誰かのために全力を出すことはできても、自分のために全力を出すことはできない。
先日、家族に介護をしているときの周りのかかわりの話をしていました。どのように、介護をしている人を支えればいいのか。そのようなことをフランクに話していました。
その時、思ったこと、それが、題名の言葉です。
「誰かのために全力を出すことはできても、自分のために全力を出すことはできない。」
この言葉をどう思われますか?きっと、人によって解釈が違うと思います。そんなことはないと思われる方もいると思います。良い意味にも悪い意味にもとれます。
どちらでもいいと思います。
以前、私は、自分の祖母と一緒に暮らしていました。介護というほどのことではありませんが、祖母は車いすで、手助けが必要なこともありました。私は孫ですし、当時子供もまだ小さく、介護としてお手伝いすることは、それほど多くなく、肉体的に大変ということはありませんでした。
しかし、気持ちとしては、つらいものを抱えていました。
例えば、子供達を連れて外出に行きますが、祖母を連れていくことはできません。祖母は、一人で外出できませんから、外出したかったら誰かにお願いしなくてはいけませんが、自分からはなかなか言えません。申し訳ない気持ちでいっぱいでした。祖母を連れて行ってあげられるところに行くこともありました。だけど、祖母と一緒に小さな子供達を連れて行くのは本当に大変なことでした。手もかかるので、私もくたくたになりました。

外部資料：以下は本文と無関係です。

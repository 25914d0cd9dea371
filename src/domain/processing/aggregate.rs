//! Processing Context - Aggregate Root

use serde::{Deserialize, Serialize};

use super::{
    ExecutionMode, JobId, JobStatus, ProcessingError, ProcessingPhase, ProcessingStep, StepStatus,
};

/// 一次状态轮询的结果（已转换为领域类型）
#[derive(Debug, Clone, PartialEq)]
pub struct StatusUpdate {
    pub status: JobStatus,
    /// 0-100，超出范围会被截断
    pub progress: u8,
    pub current_step: String,
}

/// 一次状态变更的结果
#[derive(Debug, Clone, Copy, PartialEq, Eq)]
pub enum Transition {
    /// 任务仍在进行
    Progressed,
    /// 任务完成（每个任务只会出现一次）
    Completed,
    /// 任务失败
    Failed,
    /// 任务已结束或未开始，更新被忽略
    Ignored,
}

/// 渲染层消费的只读投影
#[derive(Debug, Clone, PartialEq, Serialize, Deserialize)]
pub struct ProcessingSnapshot {
    pub is_running: bool,
    pub phase: ProcessingPhase,
    #[serde(skip_serializing_if = "Option::is_none")]
    pub mode: Option<ExecutionMode>,
    #[serde(skip_serializing_if = "Option::is_none")]
    pub job_id: Option<JobId>,
    pub progress: u8,
    pub elapsed_seconds: f64,
    pub current_step: String,
    pub steps: Vec<ProcessingStep>,
}

/// 由进度计算当前所处步骤：`floor(progress * n / 100)`
pub fn step_boundary(progress: u8, step_count: usize) -> usize {
    (progress.min(100) as usize * step_count) / 100
}

/// 处理任务聚合根
///
/// 不变量:
/// - done 步骤总是步骤列表的前缀
/// - 同一时刻至多一个 running 步骤
/// - 任务进行中 progress 单调不减，Done 时为 100
/// - 进入 Done/Error 后不再接受任何更新，耗时冻结
#[derive(Debug, Clone)]
pub struct ProcessingState {
    phase: ProcessingPhase,
    mode: Option<ExecutionMode>,
    job_id: Option<JobId>,
    progress: u8,
    elapsed_seconds: f64,
    current_step: String,
    steps: Vec<ProcessingStep>,
}

impl ProcessingState {
    pub fn new() -> Self {
        Self {
            phase: ProcessingPhase::Idle,
            mode: None,
            job_id: None,
            progress: 0,
            elapsed_seconds: 0.0,
            current_step: String::new(),
            steps: ProcessingStep::initial_pipeline(),
        }
    }

    /// 开始新任务
    ///
    /// 已有任务进行中时返回 `AlreadyRunning`；Done/Error 状态下会被新任务取代
    pub fn begin(&mut self, mode: ExecutionMode) -> Result<(), ProcessingError> {
        if self.phase.is_active() {
            return Err(ProcessingError::AlreadyRunning);
        }

        self.reset();
        self.mode = Some(mode);
        self.phase = match mode {
            ExecutionMode::Mock => ProcessingPhase::Running,
            ExecutionMode::Remote => ProcessingPhase::Pending,
        };
        Ok(())
    }

    /// 记录任务 ID
    pub fn attach_job(&mut self, job_id: JobId) {
        if self.phase.is_active() {
            self.job_id = Some(job_id);
        }
    }

    /// 更新任务耗时（只增不减，结束后冻结）
    pub fn advance_elapsed(&mut self, elapsed_seconds: f64) {
        if self.phase.is_active() && elapsed_seconds > self.elapsed_seconds {
            self.elapsed_seconds = elapsed_seconds;
        }
    }

    /// 应用一次远程轮询结果
    pub fn apply_status(&mut self, update: &StatusUpdate, now: f64) -> Transition {
        if !self.phase.is_active() {
            return Transition::Ignored;
        }

        self.progress = update.progress.min(100).max(self.progress);
        self.advance_elapsed(now);
        self.current_step = update.current_step.clone();

        match update.status {
            JobStatus::Done => {
                self.complete(now);
                Transition::Completed
            }
            JobStatus::Error => {
                self.mark_error_boundary(now);
                self.phase = ProcessingPhase::Error;
                Transition::Failed
            }
            JobStatus::Pending | JobStatus::Running => {
                let boundary = step_boundary(self.progress, self.steps.len());
                let running = update.status == JobStatus::Running;
                for (i, step) in self.steps.iter_mut().enumerate() {
                    if i < boundary {
                        step.mark_done(None, now);
                    } else if i == boundary && running {
                        step.mark_running(now);
                    } else {
                        step.mark_pending();
                    }
                }
                if running {
                    self.phase = ProcessingPhase::Running;
                }
                Transition::Progressed
            }
        }
    }

    /// mock 模式：步骤开始
    pub fn start_step(&mut self, index: usize, now: f64) -> Result<Transition, ProcessingError> {
        if index >= self.steps.len() {
            return Err(ProcessingError::InvalidStep(index));
        }
        if !self.phase.is_active() {
            return Ok(Transition::Ignored);
        }

        self.steps[index].mark_running(now);
        self.current_step = self.steps[index].name.clone();
        self.phase = ProcessingPhase::Running;
        Ok(Transition::Progressed)
    }

    /// mock 模式：步骤完成，记录该步骤耗时
    pub fn finish_step(
        &mut self,
        index: usize,
        step_elapsed: f64,
        now: f64,
    ) -> Result<Transition, ProcessingError> {
        let step_count = self.steps.len();
        if index >= step_count {
            return Err(ProcessingError::InvalidStep(index));
        }
        if !self.phase.is_active() {
            return Ok(Transition::Ignored);
        }

        self.steps[index].mark_done(Some(step_elapsed), now);
        let progress = ((index + 1) as f64 / step_count as f64 * 100.0).round() as u8;
        self.progress = progress.min(100).max(self.progress);
        self.advance_elapsed(now);

        if index + 1 == step_count {
            self.complete(now);
            return Ok(Transition::Completed);
        }
        Ok(Transition::Progressed)
    }

    /// 本地判定任务失败（轮询超限等）
    pub fn fail(&mut self, reason: impl Into<String>, now: f64) -> Transition {
        if !self.phase.is_active() {
            return Transition::Ignored;
        }

        self.advance_elapsed(now);
        self.current_step = reason.into();
        self.mark_error_boundary(now);
        self.phase = ProcessingPhase::Error;
        Transition::Failed
    }

    /// 恢复初始状态
    pub fn reset(&mut self) {
        *self = Self::new();
    }

    pub fn snapshot(&self) -> ProcessingSnapshot {
        ProcessingSnapshot {
            is_running: self.is_running(),
            phase: self.phase,
            mode: self.mode,
            job_id: self.job_id.clone(),
            progress: self.progress,
            elapsed_seconds: self.elapsed_seconds,
            current_step: self.current_step.clone(),
            steps: self.steps.clone(),
        }
    }

    fn complete(&mut self, now: f64) {
        for step in self.steps.iter_mut() {
            step.mark_done(None, now);
        }
        self.progress = 100;
        self.phase = ProcessingPhase::Done;
    }

    fn mark_error_boundary(&mut self, now: f64) {
        let last = self.steps.len().saturating_sub(1);
        let boundary = step_boundary(self.progress, self.steps.len()).min(last);
        for (i, step) in self.steps.iter_mut().enumerate() {
            if i < boundary {
                step.mark_done(None, now);
            } else if i == boundary {
                step.mark_error();
            } else {
                step.mark_pending();
            }
        }
    }

    // Getters
    pub fn phase(&self) -> ProcessingPhase {
        self.phase
    }

    pub fn is_running(&self) -> bool {
        self.phase.is_active()
    }

    pub fn mode(&self) -> Option<ExecutionMode> {
        self.mode
    }

    pub fn job_id(&self) -> Option<&JobId> {
        self.job_id.as_ref()
    }

    pub fn progress(&self) -> u8 {
        self.progress
    }

    pub fn elapsed_seconds(&self) -> f64 {
        self.elapsed_seconds
    }

    pub fn current_step(&self) -> &str {
        &self.current_step
    }

    pub fn steps(&self) -> &[ProcessingStep] {
        &self.steps
    }

    pub fn step_count(&self) -> usize {
        self.steps.len()
    }

    /// 当前 running 步骤的序号
    pub fn running_step(&self) -> Option<usize> {
        self.steps
            .iter()
            .position(|s| s.status == StepStatus::Running)
    }
}

impl Default for ProcessingState {
    fn default() -> Self {
        Self::new()
    }
}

とても、気軽にできることではありませんでした。
子育て中だったので、子供の世話だけで精一杯でした。そんな中祖母からなにか頼まれると、なんで、自分でやってくれないのだろう?と思いました。祖母だって、本当は自分でやりたいけど、どうしてもできないから頼んでいるとわかっているのに。
介護でつらいことの一つは、状況の改善があまり見込めないことだと思います。一体、いつまでこんなことが続くのか。本当は本人が一番つらいだろうとわかっていながらも、私は、常に暗い気持ちでいました。そして、それを介護のせいにしていました。
そこで、自分のできること。というラインを作りました。まず、子供優先。そして、自分優先。その先でできることがあったら、祖母にする。この作戦はうまくいきました。できないところを、ディサービスにお願いしたり、他の親戚がサポートしてくれることになり、うまく回りました。あーよかった。
だけど、祖母がなくなり、私には後悔ばかりが残りました。なんで、祖母の事をもっと考えてあげなかったんだろう。
介護をして大変という人に、私は必ず伝えています。大変だと思う。つらいと思う。どうぞ、無理しないで、だけど、一番に考えるのは、自分ではなく、介護されている人のことを考えてあげて。
ひどい言葉に感じるかもしれません。でも、介護をやりきって、満足そうにしている人の話をきくと、かならず、相手のためにとにかく尽くしています。
それは、
「誰かのために全力を出すことはできても、自分のために全力を出すことはできない。」
からかもしれないなと思うのです。